The entire patient cachement area for Geary Community Hospital with an emphasis on children.
Why do they do it?
Our supervising Respiratory Technician and Emergency Room personnel were concerned that there was a need for a better and more coordinated treatment for asthma among youth. Children, in some cases, were arriving in the Emergency Room in the midst of an attack without ever having seen a family physician. This meant that they were often not receiving consistent information about the management of their asthma. School nurses were providing front line treatment to the children in our community with a large number of asthma sufferers in each school, yet their training in helping children better manage their own asthma was not as high quality as it could be. We recognized, that as the major healthcare facility in our area, we needed to provide the information and the tools necessary to more successfully understand and manage asthma regardless of family income or ability to pay. We also recognized the need for consistent and high-quality training and information for parents, teachers, school nurses, hospital personnel and physicians.

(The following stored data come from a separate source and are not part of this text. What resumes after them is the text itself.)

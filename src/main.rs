use anyhow::Context;
use clap::Parser;
use mcts_2048::engine::Grid;
use mcts_2048::mcts::{DeadEndPolicy, Mcts, MctsConfig};
use rand::rngs::StdRng;
use rand::SeedableRng;
use tracing::info;

#[derive(Debug, Parser)]
#[command(name = "mcts-2048", about = "Play one game of 2048 with the MCTS policy, printing every board")]
struct Args {
    /// MCTS iterations per move
    #[arg(long, default_value_t = mcts_2048::mcts::DEFAULT_ITERATIONS)]
    iterations: u32,

    /// Maximum attempted moves per rollout
    #[arg(long, default_value_t = mcts_2048::mcts::DEFAULT_ROLLOUT_DEPTH)]
    rollout_depth: u32,

    /// Board edge length
    #[arg(long, default_value_t = mcts_2048::engine::DEFAULT_SIZE)]
    size: usize,

    /// Seed for tile spawns and search (random if omitted)
    #[arg(long)]
    seed: Option<u64>,

    /// Let selection explore illegal-move children like unvisited ones
    #[arg(long)]
    explore_dead_ends: bool,

    /// Stop after this many moves
    #[arg(long)]
    steps: Option<u64>,

    /// Only print the final board
    #[arg(long)]
    quiet: bool,

    /// Log filter used when RUST_LOG is unset
    #[arg(long, default_value = "warn")]
    log_level: String,
}

fn init_tracing(level: &str) {
    use tracing_subscriber::{fmt, prelude::*, EnvFilter};

    let filter = EnvFilter::try_from_default_env().unwrap_or_else(|_| EnvFilter::new(level));
    tracing_subscriber::registry().with(fmt::layer().with_writer(std::io::stderr)).with(filter).init();
}

fn main() -> anyhow::Result<()> {
    let args = Args::parse();
    init_tracing(&args.log_level);
    anyhow::ensure!(args.size > 0, "board size must be positive");

    let seed = args.seed.unwrap_or_else(rand::random);
    let cfg = MctsConfig {
        iterations: args.iterations,
        rollout_depth: args.rollout_depth,
        dead_end: if args.explore_dead_ends { DeadEndPolicy::Explore } else { DeadEndPolicy::Avoid },
        seed: Some(seed),
        ..Default::default()
    };
    cfg.validate().context("invalid search configuration")?;
    info!(seed, iterations = cfg.iterations, size = args.size, "starting game");

    let mut mcts = Mcts::with_config(cfg);
    let mut rng = StdRng::seed_from_u64(seed);
    let mut grid = Grid::new(args.size).with_random_tile(&mut rng).with_random_tile(&mut rng);
    if !args.quiet {
        println!("{}", grid);
    }

    let mut move_count: u64 = 0;
    let mut total_nodes: u64 = 0;
    while let Some(dir) = mcts.get_next_move(&grid) {
        grid.make_move(dir, &mut rng);
        move_count += 1;
        total_nodes += mcts.last_stats().nodes as u64;
        if !args.quiet {
            println!("move {}: {}\n{}", move_count, dir, grid);
        }
        if args.steps.is_some_and(|limit| move_count >= limit) {
            break;
        }
    }

    if args.quiet {
        println!("{}", grid);
    }
    println!(
        "Moves made: {}, Score: {}, Highest tile: {}, Nodes built: {}, Peak nodes for a move: {}",
        move_count,
        grid.score(),
        grid.highest_tile(),
        total_nodes,
        mcts.last_stats().peak_nodes
    );
    Ok(())
}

And we wanted to have a better tracking system to ensure that the program was successful. In the short term, we wanted to respond immediately to the needs of those children whose asthma often goes undetected or under-treated. In the long term, we wanted to enable children to have fewer and less severe asthma attacks, have more confidence in their ability to take steps to manage their asthma and exert greater influence on their parents' asthma management decisions.